Half of South African businesses see the value in data analysis to increase profit while more than a third rates cost reductions as a key benefit. But they have yet to fully realise the potential of analytics for scenario development, forward planning and decision-making.
This was the key message from an analytics roundtable hosted by business analytics software and services provider SAS last week. Chaired by media personality Jeremy Maggs, panel members included Desan Naidoo, MD of SAS Southern Africa; Azar Jammine, chief economist at Econometrix; Professor Machiel Kruger, head of the SAS Advanced Analytics Lab at North West University; and Brent Henegen, BI manager: direct marketing and segmentation at Edcon, who discussed the findings of ‘The State of Business Analytics in South Africa’ survey.
Conducted by SAS and BMI-TechKnowledge, the survey interviewed 350 company representatives to understand the state of business analytics in South Africa. Findings were compared to those of a similar survey conducted three years ago.
Naidoo noted that business analytics is at a premature stage in South Africa. Businesses use reactive tools such as spreadsheets (87%) and business dashboards (83%), which are easy to access and use. However, he said spreadsheets are “backwards-looking” and do not provide predictions that have a direct impact on competitiveness and productivity.
South African businesses have progressed in their application of analytics, said Naidoo. Compared to three years ago, local businesses are adopting a more integrated approach, moving from a siloed method that focuses on individual departments to applying it across the entire organisation (43%). Some 53% of respondents state that analytics contributes to more than 60% of their organisation’s decision-making. Another 8% indicated that analytics contributes to 0% to 20% of their decision-making.
Kruger distinguished between business intelligence (BI) and business analytics, saying the former has to do with data preparation and reporting while the latter was about predictions and using data to help businesses make decisions in a data-driven way. Elaborating further, Henegen said BI lets businesses look at averages while analytics lets them drill down into specific business areas to identify problem areas.
The importance of data integration was a common theme throughout the discussion. Jammine said integration enables effective decision-making. However, Kruger noted that integration is sometimes difficult to achieve as data must be “clean” in order to do reliable analysis. He defined clean data as information that has no missing variables, is up to date and is available from one source providing a “single view of the truth”.
A key challenge to achieving data integration is in eliminating data siloes, the panel noted. Henegen explained that different departments within a business may have their own datasets. These may have been captured differently (e.g. ID number vs birth date) and therefore the datasets don’t “speak to each other”. It is crucial that departments work together and share data, he said, to establish an analytics culture within a company.
This comes up against certain obstacles, said Naidoo. An analytics culture must be driven from an executive level. There should also be a strong education focus that explains the concepts of analytics to staff in plain language.
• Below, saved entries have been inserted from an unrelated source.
#[cfg(test)]
mod tests {
    use super::*;
    use crate::storage::{ColumnType, Direction, KeysetBound, OrderKey};
    use pretty_assertions::assert_eq;
    use serde_json::json;
    use std::sync::Arc;

    fn users() -> TableHandle {
        TableHandle::new("users", "id")
            .column("id", ColumnType::Text)
            .column("name", ColumnType::Text)
            .column("age", ColumnType::Integer)
            .column("role", ColumnType::Text)
    }

    fn ctx() -> WriteContext {
        WriteContext { resource: "users".to_owned(), user_id: None, version_field: None }
    }

    fn row(id: &str, name: &str, age: i64, role: &str) -> Record {
        json!({"id": id, "name": name, "age": age, "role": role})
            .as_object()
            .unwrap()
            .clone()
    }

    async fn seeded() -> MemoryDriver {
        let driver = MemoryDriver::new();
        let table = users();
        driver.insert(&table, row("u1", "Alice", 30, "admin"), &ctx()).await.unwrap();
        driver.insert(&table, row("u2", "Bob", 25, "user"), &ctx()).await.unwrap();
        driver.insert(&table, row("u3", "Charlie", 35, "user"), &ctx()).await.unwrap();
        driver
    }

    #[tokio::test]
    async fn filtered_select_and_count() {
        let driver = seeded().await;
        let filter = Arc::new(CompiledFilter::compile("age>=30").unwrap());
        let query = SelectQuery { filter: Some(filter.clone()), ..Default::default() };
        let rows = driver.select(&users(), &query).await.unwrap();
        assert_eq!(rows.len(), 2);
        assert_eq!(driver.count(&users(), Some(&filter)).await.unwrap(), 2);
        assert_eq!(driver.count(&users(), None).await.unwrap(), 3);
    }

    #[tokio::test]
    async fn keyset_pagination_is_disjoint_and_ordered() {
        let driver = seeded().await;
        let order = vec![OrderKey::asc("age"), OrderKey::asc("id")];
        let query = SelectQuery { order: order.clone(), limit: Some(2), ..Default::default() };
        let page1 = driver.select(&users(), &query).await.unwrap();
        assert_eq!(page1[0]["name"], "Bob");
        assert_eq!(page1[1]["name"], "Alice");

        let bound = keyset::bound_from_row(&page1[1], &order);
        let query = SelectQuery {
            order: order.clone(),
            limit: Some(2),
            after: Some(bound),
            ..Default::default()
        };
        let page2 = driver.select(&users(), &query).await.unwrap();
        assert_eq!(page2.len(), 1);
        assert_eq!(page2[0]["name"], "Charlie");
    }

    #[tokio::test]
    async fn desc_order_with_bound() {
        let driver = seeded().await;
        let order = vec![OrderKey::desc("age"), OrderKey::asc("id")];
        let bound = KeysetBound { values: vec![json!(35), json!("u3")] };
        let query =
            SelectQuery { order: order.clone(), after: Some(bound), ..Default::default() };
        let rows = driver.select(&users(), &query).await.unwrap();
        assert_eq!(rows.len(), 2);
        assert_eq!(rows[0]["age"], 30);
        assert_eq!(rows[0]["age"]
            .as_i64()
            .unwrap()
            .cmp(&rows[1]["age"].as_i64().unwrap()), Ordering::Greater);
        assert_eq!(order[0].direction, Direction::Desc);
    }

    #[tokio::test]
    async fn sequences_are_monotonic_and_logged() {
        let driver = seeded().await;
        let entry = driver
            .update(&users(), "u2", row("u2", "Bob", 26, "user"), None, &ctx())
            .await
            .unwrap();
        assert_eq!(entry.seq, 4);
        assert_eq!(entry.op, ChangeOp::Update);
        assert_eq!(entry.before.as_ref().unwrap()["age"], 25);
        assert_eq!(entry.after.as_ref().unwrap()["age"], 26);

        let log = driver.log_from(1).await;
        assert_eq!(log.len(), 4);
        assert!(log.windows(2).all(|w| w[0].seq < w[1].seq));
    }

    #[tokio::test]
    async fn precondition_mismatch_carries_current_row() {
        let driver = seeded().await;
        let stale = row("u1", "Alice", 29, "admin");
        let err = driver
            .update(&users(), "u1", row("u1", "Alicia", 30, "admin"), Some(&stale), &ctx())
            .await
            .unwrap_err();
        match err {
            StorageError::PreconditionFailed { current, .. } => {
                assert_eq!(current["age"], 30);
            }
            other => panic!("expected precondition failure, got {other:?}"),
        }
    }

    #[tokio::test]
    async fn version_field_increments_in_the_same_write() {
        let driver = MemoryDriver::new();
        let table = users();
        let ctx = WriteContext {
            resource: "users".to_owned(),
            user_id: None,
            version_field: Some("rev".to_owned()),
        };
        driver.insert(&table, row("u1", "Alice", 30, "admin"), &ctx).await.unwrap();
        let stored = driver.get_by_id(&table, "u1").await.unwrap().unwrap();
        assert_eq!(stored["rev"], 1);

        let entry = driver
            .update(&table, "u1", json!({"age": 31}).as_object().unwrap().clone(), None, &ctx)
            .await
            .unwrap();
        assert_eq!(entry.after.as_ref().unwrap()["rev"], 2);
    }

    #[tokio::test]
    async fn replace_clears_unlisted_columns_and_keeps_pk() {
        let driver = seeded().await;
        let replacement = json!({"name": "Al", "age": 31}).as_object().unwrap().clone();
        driver.replace(&users(), "u1", replacement, None, &ctx()).await.unwrap();
        let stored = driver.get_by_id(&users(), "u1").await.unwrap().unwrap();
        assert_eq!(stored["id"], "u1");
        assert_eq!(stored["name"], "Al");
        assert_eq!(stored.get("role"), None);
    }

    #[tokio::test]
    async fn batch_insert_is_atomic() {
        let driver = seeded().await;
        let err = driver
            .insert_many(
                &users(),
                vec![row("u9", "New", 1, "user"), row("u1", "Dup", 2, "user")],
                &ctx(),
            )
            .await
            .unwrap_err();
        assert!(matches!(err, StorageError::DuplicateEntry(_, _)));
        assert_eq!(driver.get_by_id(&users(), "u9").await.unwrap(), None);
        assert_eq!(driver.count(&users(), None).await.unwrap(), 3);
    }

    #[tokio::test]
    async fn bulk_update_and_delete() {
        let driver = seeded().await;
        let filter = CompiledFilter::compile("role==\"user\"").unwrap();
        let patch = json!({"role": "member"}).as_object().unwrap().clone();
        let entries =
            driver.update_where(&users(), Some(&filter), patch, &ctx()).await.unwrap();
        assert_eq!(entries.len(), 2);

        let filter = CompiledFilter::compile("role==\"member\"").unwrap();
        let entries = driver.delete_where(&users(), Some(&filter), &ctx()).await.unwrap();
        assert_eq!(entries.len(), 2);
        assert_eq!(driver.count(&users(), None).await.unwrap(), 1);
    }

    #[tokio::test]
    async fn aggregation_folds_groups() {
        let driver = seeded().await;
        let spec = AggregateSpec {
            group_by: vec!["role".to_owned()],
            count: true,
            avg: vec!["age".to_owned()],
            max: vec!["age".to_owned()],
            ..Default::default()
        };
        let mut groups = driver.aggregate(&users(), None, &spec).await.unwrap();
        groups.sort_by_key(|g| {
            g.key.as_ref().and_then(|k| k["role"].as_str().map(str::to_owned))
        });
        assert_eq!(groups.len(), 2);
        let admins = &groups[0];
        assert_eq!(admins.count, Some(1));
        assert_eq!(admins.avg["age"], 30.0);
        let members = &groups[1];
        assert_eq!(members.count, Some(2));
        assert_eq!(members.avg["age"], 30.0);
        assert_eq!(members.max["age"], 35);
    }

    #[tokio::test]
    async fn current_seq_tracks_writes() {
        let driver = seeded().await;
        assert_eq!(driver.current_seq(&users()).await.unwrap(), 3);
    }
}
Once data integration has been achieved, businesses can start applying analytics to scenario development – only practiced by 22% of respondents. Naidoo said many businesses don’t see the value of analytics and scenario planning and typically go for the “quick wins” – 84% use it in the finance department to uncover fraud, for example. Other popular areas are strategy/planning (76%) and marketing (61%). Less than half use it for product development and human resources. However, when benefits are seen in these areas, analytics trickles down into other departments, eventually expanding across the entire organisation.
Jammine referred to the 2008 global financial crisis as an example of scenario planning. Those businesses that manipulated their data to experiment with different outcomes – and how those outcomes would affect their operations – would have been better prepared to respond to crises and, therefore, survive the economic slump.
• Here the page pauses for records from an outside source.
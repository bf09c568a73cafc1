//! # Subscription engine
//!
//! One SSE connection per subscriber. The stream first replays a filtered
//! snapshot as `existing` events carrying the changelog high-water mark,
//! then delivers `added` / `changed` / `removed` events derived from the
//! changelog tail, each filtered through the subscriber's effective filter
//! (scope ∧ user filter, fixed at connection time).
//!
//! The stream terminates with a client close, a fatal error, or an
//! `invalidate` event followed by close — the latter whenever the
//! subscriber falls behind (bounded queue overflow), the changelog ring
//! has evicted its resume point, or its session ends.

use serde::Serialize;
use serde_json::json;
use std::sync::Arc;
use std::time::Duration;
use strum_macros::Display;
use tokio::sync::mpsc;
use tokio_util::sync::CancellationToken;
use tracing::{debug, instrument};

use crate::changelog::{BrokerMessage, ChangeOp, ChangelogBroker, ChangelogEntry};
use crate::error::ApiError;
use crate::filter::CompiledFilter;
use crate::models::Record;
use crate::storage::{SelectQuery, StorageDriver, TableHandle};

pub const DEFAULT_HEARTBEAT: Duration = Duration::from_secs(15);

#[derive(Debug, Clone, Copy, PartialEq, Eq, Display)]
#[strum(serialize_all = "lowercase")]
pub enum EventKind {
    Existing,
    Added,
    Changed,
    Removed,
    Invalidate,
}

#[derive(Debug, Clone, PartialEq, Serialize)]
pub struct SseEvent {
    #[serde(skip)]
    pub kind: EventKind,
    #[serde(skip_serializing_if = "Option::is_none")]
    pub item: Option<Record>,
    pub seq: u64,
}

impl SseEvent {
    pub fn invalidate(seq: u64) -> Self {
        Self { kind: EventKind::Invalidate, item: None, seq }
    }

    /// Renders the wire frame: `event:` / `id:` / `data:` lines followed by
    /// the blank separator line.
    pub fn to_frame(&self) -> String {
        let data = serde_json::to_string(self).unwrap_or_else(|_| json!({}).to_string());
        format!("event: {}\nid: {}\ndata: {}\n\n", self.kind, self.seq, data)
    }
}

/// Heartbeat comment frame; keeps intermediaries from idling the
/// connection out.
pub const HEARTBEAT_FRAME: &str = ": ping\n\n";

/// Derives the subscriber-visible event for one changelog entry. `None`
/// filter is the tautology. Returns `None` when the entry is invisible to
/// this subscriber.
pub fn derive_event(entry: &ChangelogEntry, filter: Option<&CompiledFilter>) -> Option<SseEvent> {
    let matches = |record: &Option<Record>| -> bool {
        match record {
            Some(record) => filter.map(|f| f.matches(record)).unwrap_or(true),
            None => false,
        }
    };
    let match_before = matches(&entry.before);
    let match_after = matches(&entry.after);

    let (kind, item) = match entry.op {
        ChangeOp::Create if match_after => (EventKind::Added, entry.after.clone()),
        ChangeOp::Delete if match_before => (EventKind::Removed, entry.before.clone()),
        ChangeOp::Update => match (match_before, match_after) {
            (true, true) => (EventKind::Changed, entry.after.clone()),
            (false, true) => (EventKind::Added, entry.after.clone()),
            (true, false) => (EventKind::Removed, entry.before.clone()),
            (false, false) => return None,
        },
        _ => return None,
    };
    Some(SseEvent { kind, item, seq: entry.seq })
}

pub struct SubscriptionRequest {
    pub resource: String,
    pub table: TableHandle,
    /// Scope ∧ user filter, already composed. `None` matches everything.
    pub filter: Option<Arc<CompiledFilter>>,
    pub session_id: Option<String>,
    pub cancellation: CancellationToken,
    pub heartbeat: Duration,
}

/// Opens a subscription: snapshots, attaches to the changelog tail and
/// spawns the pump task. The returned receiver yields ready-to-write SSE
/// frames; dropping it cancels the pump.
#[instrument(skip_all, fields(resource = %request.resource))]
pub async fn open(
    driver: Arc<dyn StorageDriver>,
    broker: Arc<ChangelogBroker>,
    request: SubscriptionRequest,
) -> Result<mpsc::Receiver<String>, ApiError> {
    let query = SelectQuery { filter: request.filter.clone(), ..Default::default() };
    let (rows, high_water) = driver.snapshot(&request.table, &query).await?;

    let subscriber = broker
        .subscribe(&request.resource, high_water + 1, request.session_id.clone())
        .await;

    // Frames buffer; the pump blocks here on a slow client, which in turn
    // fills the broker-side queue and triggers the invalidate path.
    let (tx, rx) = mpsc::channel::<String>(64);

    tokio::spawn(pump(request, subscriber, broker, rows, high_water, tx));
    Ok(rx)
}

async fn pump(
    request: SubscriptionRequest,
    subscriber: Option<crate::changelog::Subscriber>,
    broker: Arc<ChangelogBroker>,
    rows: Vec<Record>,
    high_water: u64,
    tx: mpsc::Sender<String>,
) {
    for row in rows {
        let event = SseEvent { kind: EventKind::Existing, item: Some(row), seq: high_water };
        if tx.send(event.to_frame()).await.is_err() {
            return;
        }
    }

    let Some(mut subscriber) = subscriber else {
        // The resume point is already gone; the client must resnapshot.
        let _ = tx.send(SseEvent::invalidate(high_water).to_frame()).await;
        return;
    };

    let mut heartbeat = tokio::time::interval(request.heartbeat);
    heartbeat.set_missed_tick_behavior(tokio::time::MissedTickBehavior::Delay);
    heartbeat.tick().await; // first tick completes immediately

    let filter = request.filter.as_deref();
    loop {
        tokio::select! {
            _ = request.cancellation.cancelled() => {
                debug!("Subscription cancelled by client");
                break;
            }
            _ = heartbeat.tick() => {
                if tx.send(HEARTBEAT_FRAME.to_owned()).await.is_err() {
                    break;
                }
            }
            message = subscriber.rx.recv() => {
                match message {
                    Some(BrokerMessage::Entry(entry)) => {
                        // The snapshot already covers anything at or below
                        // the high-water mark.
                        if entry.seq <= high_water {
                            continue;
                        }
                        if let Some(event) = derive_event(&entry, filter) {
                            if tx.send(event.to_frame()).await.is_err() {
                                break;
                            }
                        }
                    }
                    Some(BrokerMessage::Invalidate) | None => {
                        let _ = tx.send(SseEvent::invalidate(high_water).to_frame()).await;
                        break;
                    }
                }
            }
        }
    }

    broker.unsubscribe(&subscriber.resource, subscriber.id).await;
}

#[cfg(test)]
mod tests {
    use super::*;
    use chrono::Utc;
    use pretty_assertions::assert_eq;
    use serde_json::json;

    fn rec(v: serde_json::Value) -> Record {
        v.as_object().unwrap().clone()
    }

    fn entry(
        seq: u64,
        op: ChangeOp,
        before: Option<serde_json::Value>,
        after: Option<serde_json::Value>,
    ) -> ChangelogEntry {
        ChangelogEntry {
            seq,
            resource: "products".to_owned(),
            record_id: "p1".to_owned(),
            op,
            before: before.map(rec),
            after: after.map(rec),
            user_id: None,
            ts: Utc::now(),
        }
    }

    fn clothing() -> CompiledFilter {
        CompiledFilter::compile("category==\"Clothing\"").unwrap()
    }

    #[test]
    fn create_matching_is_added() {
        let e = entry(7, ChangeOp::Create, None, Some(json!({"category": "Clothing"})));
        let event = derive_event(&e, Some(&clothing())).unwrap();
        assert_eq!(event.kind, EventKind::Added);
        assert_eq!(event.seq, 7);
    }

    #[test]
    fn create_non_matching_is_silent() {
        let e = entry(7, ChangeOp::Create, None, Some(json!({"category": "Electronics"})));
        assert_eq!(derive_event(&e, Some(&clothing())), None);
    }

    #[test]
    fn update_transitions() {
        let filter = clothing();
        let stay = entry(
            1,
            ChangeOp::Update,
            Some(json!({"category": "Clothing", "price": 1})),
            Some(json!({"category": "Clothing", "price": 2})),
        );
        assert_eq!(derive_event(&stay, Some(&filter)).unwrap().kind, EventKind::Changed);

        let enter = entry(
            2,
            ChangeOp::Update,
            Some(json!({"category": "Electronics"})),
            Some(json!({"category": "Clothing"})),
        );
        assert_eq!(derive_event(&enter, Some(&filter)).unwrap().kind, EventKind::Added);

        let leave = entry(
            3,
            ChangeOp::Update,
            Some(json!({"category": "Clothing"})),
            Some(json!({"category": "Electronics"})),
        );
        let event = derive_event(&leave, Some(&filter)).unwrap();
        assert_eq!(event.kind, EventKind::Removed);
        assert_eq!(event.item.unwrap()["category"], "Clothing");

        let outside = entry(
            4,
            ChangeOp::Update,
            Some(json!({"category": "Books"})),
            Some(json!({"category": "Electronics"})),
        );
        assert_eq!(derive_event(&outside, Some(&filter)), None);
    }

    #[test]
    fn delete_matching_is_removed() {
        let e = entry(9, ChangeOp::Delete, Some(json!({"category": "Clothing"})), None);
        assert_eq!(derive_event(&e, Some(&clothing())).unwrap().kind, EventKind::Removed);
    }

    #[test]
    fn tautology_filter_sees_everything() {
        let e = entry(1, ChangeOp::Create, None, Some(json!({"category": "X"})));
        assert_eq!(derive_event(&e, None).unwrap().kind, EventKind::Added);
    }

    #[test]
    fn frame_rendering() {
        let event = SseEvent {
            kind: EventKind::Added,
            item: Some(rec(json!({"id": "p1"}))),
            seq: 17,
        };
        let frame = event.to_frame();
        assert!(frame.starts_with("event: added\nid: 17\ndata: "));
        assert!(frame.ends_with("\n\n"));
        let data: serde_json::Value =
            serde_json::from_str(frame.lines().nth(2).unwrap().trim_start_matches("data: "))
                .unwrap();
        assert_eq!(data["seq"], 17);
        assert_eq!(data["item"]["id"], "p1");
    }
}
Ongoing strikes in the platinum sector have resulted in the first contraction in South Africa’s economy since 2009. Businesses should use analytics to determine how to respond in different scenarios, be it further contraction or economic recovery. Analytics provides insight in tough economic times to see what’s going wrong and to fix it, said Kruger.
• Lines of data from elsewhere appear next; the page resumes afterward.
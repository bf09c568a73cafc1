//! # Filter engine
//!
//! An RSQL-like expression language compiled once into two interpretations:
//! a SQL predicate against the underlying table, and an in-memory predicate
//! over a plain record. Both agree on truth values, with SQL's null
//! semantics (a null operand makes a comparison unknown, not true).
//!
//! ```
//! use concave::filter::CompiledFilter;
//!
//! let filter = CompiledFilter::compile("age>=30;role==\"admin\"").unwrap();
//! let row = serde_json::json!({"age": 42, "role": "admin"});
//! assert!(filter.matches(row.as_object().unwrap()));
//! ```

pub mod ast;
mod cache;
mod eval;
mod lexer;
mod ops;
mod parser;
mod sql;

pub use ast::{Comparison, FilterNode, FilterValue, Op};
pub use cache::{FilterCache, DEFAULT_CACHE_CAPACITY};
pub use eval::{field_value, parse_date_millis, to_number};
pub use lexer::MAX_EXPRESSION_LEN;
pub use ops::{CustomOperator, OperatorRegistry};
pub use sql::SqlFragment;

use regex::Regex;
use std::sync::Arc;
use thiserror::Error;

use crate::models::Record;
use crate::storage::TableHandle;

/// Regex operands longer than this are rejected. The regex crate's engine
/// is linear-time, so the cap bounds compile cost rather than match cost.
pub const MAX_PATTERN_LEN: usize = 512;

#[derive(Error, Debug, Clone, PartialEq)]
pub enum FilterError {
    #[error("Could not parse filter near `{0}`")]
    Parse(String),
    #[error("Filter expression too long ({0} bytes)")]
    TooLong(usize),
    #[error("Unknown operator `={0}=`")]
    UnknownOperator(String),
    #[error("Unknown column `{0}`")]
    UnknownColumn(String),
    #[error("Invalid pattern: {0}")]
    InvalidPattern(String),
}

impl From<FilterError> for crate::error::ApiError {
    fn from(value: FilterError) -> Self {
        match value {
            FilterError::UnknownColumn(col) => {
                crate::error::ApiError::FilterParse(format!("unknown column `{col}`"))
            }
            FilterError::Parse(snippet) => crate::error::ApiError::FilterParse(snippet),
            other => crate::error::ApiError::FilterParse(other.to_string()),
        }
    }
}

/// A filter expression compiled for dual evaluation.
#[derive(Debug, Clone)]
pub struct CompiledFilter {
    raw: String,
    root: FilterNode,
    registry: Arc<OperatorRegistry>,
}

impl PartialEq for CompiledFilter {
    fn eq(&self, other: &Self) -> bool {
        self.root == other.root
    }
}

impl CompiledFilter {
    /// Compiles an expression using only builtin operators.
    pub fn compile(raw: &str) -> Result<Self, FilterError> {
        Self::compile_with(raw, &OperatorRegistry::new())
    }

    /// Compiles an expression against an extension-operator registry.
    pub fn compile_with(raw: &str, registry: &OperatorRegistry) -> Result<Self, FilterError> {
        let root = parser::parse(raw)?;
        Self::from_node_with(root, registry.clone()).map(|mut filter| {
            filter.raw = raw.to_owned();
            filter
        })
    }

    /// Builds a filter from a programmatically constructed AST (the scope
    /// builder path). Runs the same prepare pass as text compilation.
    pub fn from_node(root: FilterNode) -> Result<Self, FilterError> {
        Self::from_node_with(root, OperatorRegistry::new())
    }

    pub fn from_node_with(
        root: FilterNode,
        registry: OperatorRegistry,
    ) -> Result<Self, FilterError> {
        let mut filter =
            Self { raw: root.render(), root, registry: Arc::new(registry) };
        filter.prepare()?;
        Ok(filter)
    }

    /// Validates extension operators against the registry and pre-compiles
    /// regex matchers for the pattern-backed operators.
    fn prepare(&mut self) -> Result<(), FilterError> {
        let registry = self.registry.clone();
        let mut result = Ok(());
        self.root.for_each_leaf_mut(&mut |cmp: &mut Comparison| {
            if result.is_err() {
                return;
            }
            if let Op::Custom(name) = &cmp.op {
                if registry.get(name).is_none() {
                    result = Err(FilterError::UnknownOperator(name.clone()));
                    return;
                }
            }
            match build_matcher(cmp) {
                Ok(matcher) => cmp.matcher = matcher,
                Err(err) => result = Err(err),
            }
        });
        result
    }

    /// The raw expression this filter was compiled from.
    pub fn raw(&self) -> &str {
        &self.raw
    }

    pub fn root(&self) -> &FilterNode {
        &self.root
    }

    /// Evaluates the filter against a record.
    pub fn matches(&self, record: &Record) -> bool {
        eval::eval_node(&self.root, record, &self.registry)
    }

    /// Lowers the filter to a SQL predicate against `table`.
    pub fn to_sql(&self, table: &TableHandle) -> Result<SqlFragment, FilterError> {
        sql::lower(&self.root, table, &self.registry)
    }

    /// Rebuilds this filter around a new root, keeping the operator
    /// registry. Used after relation-path predicates are peeled out and
    /// replaced with membership predicates.
    pub fn rebuild(&self, root: FilterNode) -> Result<CompiledFilter, FilterError> {
        Self::from_node_with(root, (*self.registry).clone())
    }

    /// Conjunction of two compiled filters, preserving prepared state.
    /// Registries are expected to be shared; `self`'s wins on conflict.
    pub fn and(&self, other: &CompiledFilter) -> CompiledFilter {
        let root = self.root.clone().and(other.root.clone());
        CompiledFilter {
            raw: root.render(),
            root,
            registry: self.registry.clone(),
        }
    }

    /// Column names referenced by this filter (relation paths included).
    pub fn referenced_fields(&self) -> Vec<String> {
        let mut fields = Vec::new();
        self.root.for_each_leaf(&mut |cmp: &Comparison| {
            if !fields.contains(&cmp.field) {
                fields.push(cmp.field.clone());
            }
        });
        fields
    }
}

fn build_matcher(cmp: &Comparison) -> Result<Option<Arc<Regex>>, FilterError> {
    let pattern = match (&cmp.op, &cmp.value) {
        (Op::Regex, FilterValue::Str(p)) => {
            check_pattern_len(p)?;
            p.clone()
        }
        (Op::IRegex, FilterValue::Str(p)) => {
            check_pattern_len(p)?;
            format!("(?i){p}")
        }
        (Op::Like | Op::NotLike, v) => like_to_regex(&render_plain(v), false),
        (Op::ILike | Op::NILike, v) => like_to_regex(&render_plain(v), true),
        _ => return Ok(None),
    };
    Regex::new(&pattern)
        .map(|re| Some(Arc::new(re)))
        .map_err(|err| FilterError::InvalidPattern(err.to_string()))
}

fn check_pattern_len(pattern: &str) -> Result<(), FilterError> {
    if pattern.len() > MAX_PATTERN_LEN {
        return Err(FilterError::InvalidPattern(format!(
            "pattern exceeds {MAX_PATTERN_LEN} bytes"
        )));
    }
    Ok(())
}

fn render_plain(value: &FilterValue) -> String {
    match value {
        FilterValue::Str(s) => s.clone(),
        other => other.render(),
    }
}

/// Translates a SQL LIKE pattern to an anchored regex: `%` spans any chars,
/// `_` a single char, everything else is literal.
fn like_to_regex(pattern: &str, case_insensitive: bool) -> String {
    let mut out = String::with_capacity(pattern.len() + 8);
    if case_insensitive {
        out.push_str("(?i)");
    }
    out.push('^');
    for c in pattern.chars() {
        match c {
            '%' => out.push_str(".*"),
            '_' => out.push('.'),
            other => out.push_str(&regex::escape(&other.to_string())),
        }
    }
    out.push('$');
    out
}

#[cfg(test)]
mod tests {
    use super::*;
    use pretty_assertions::assert_eq;
    use serde_json::json;

    #[test]
    fn like_translation_anchors_both_ends() {
        assert_eq!(like_to_regex("J%n_", false), "^J.*n.$");
        assert_eq!(like_to_regex("50.5%", true), "(?i)^50\\.5.*$");
    }

    #[test]
    fn pattern_cap_is_enforced() {
        let long = format!("email=regex=\"{}\"", "a".repeat(MAX_PATTERN_LEN + 1));
        assert!(matches!(
            CompiledFilter::compile(&long),
            Err(FilterError::InvalidPattern(_))
        ));
    }

    #[test]
    fn invalid_regex_fails_compile() {
        assert!(matches!(
            CompiledFilter::compile("email=regex=\"[\""),
            Err(FilterError::InvalidPattern(_))
        ));
    }

    #[test]
    fn and_composition_preserves_matchers() {
        let scope = CompiledFilter::compile("tenant==\"t1\"").unwrap();
        let user = CompiledFilter::compile("name=ilike=\"j%\"").unwrap();
        let combined = scope.and(&user);

        let hit = json!({"tenant": "t1", "name": "John"});
        let miss = json!({"tenant": "t2", "name": "John"});
        assert!(combined.matches(hit.as_object().unwrap()));
        assert!(!combined.matches(miss.as_object().unwrap()));
    }

    #[test]
    fn referenced_fields_dedupe() {
        let filter = CompiledFilter::compile("a==1;b==2,a==3").unwrap();
        assert_eq!(filter.referenced_fields(), vec!["a".to_string(), "b".to_string()]);
    }

    #[test]
    fn empty_expression_is_a_parse_error() {
        // The tautology case is handled a level up: an absent filter query
        // parameter never reaches the compiler.
        assert!(CompiledFilter::compile("").is_err());
    }
}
However, scenario planning is only effective when used alongside a strong data model, and formulating these models requires skill, noted Kruger. These skills include a working knowledge of mathematics, statistics and other technical and business knowledge. Further, students must “speak the language of executives” in order to get their buy-in. They should also be exposed to enterprise software during their studies so that they can “hit the ground running”. Some 64% of respondents were confident that they had the right analytical talent in place.
Touching on social media analytics, the panel agreed that businesses are not yet tapping into this wealth of information – only 20% of respondents use social media analytics. While Naidoo noted that social media is another “quick win” area, Kruger said social media data should be integrated with other, more reliable data to help with predictions. Henegen said it was difficult to get an accurate picture of a customer using only social media data. He said this data should be considered alongside traditional data to be useful.
The panel agreed that social media analytics was important as it allowed businesses to manage sentiment, react to crises and change brand perceptions.
Ultimately, those businesses that are not yet using data analytics will be forced into doing so by the market, said Kruger. It’s best to be an early adopter – before the competition.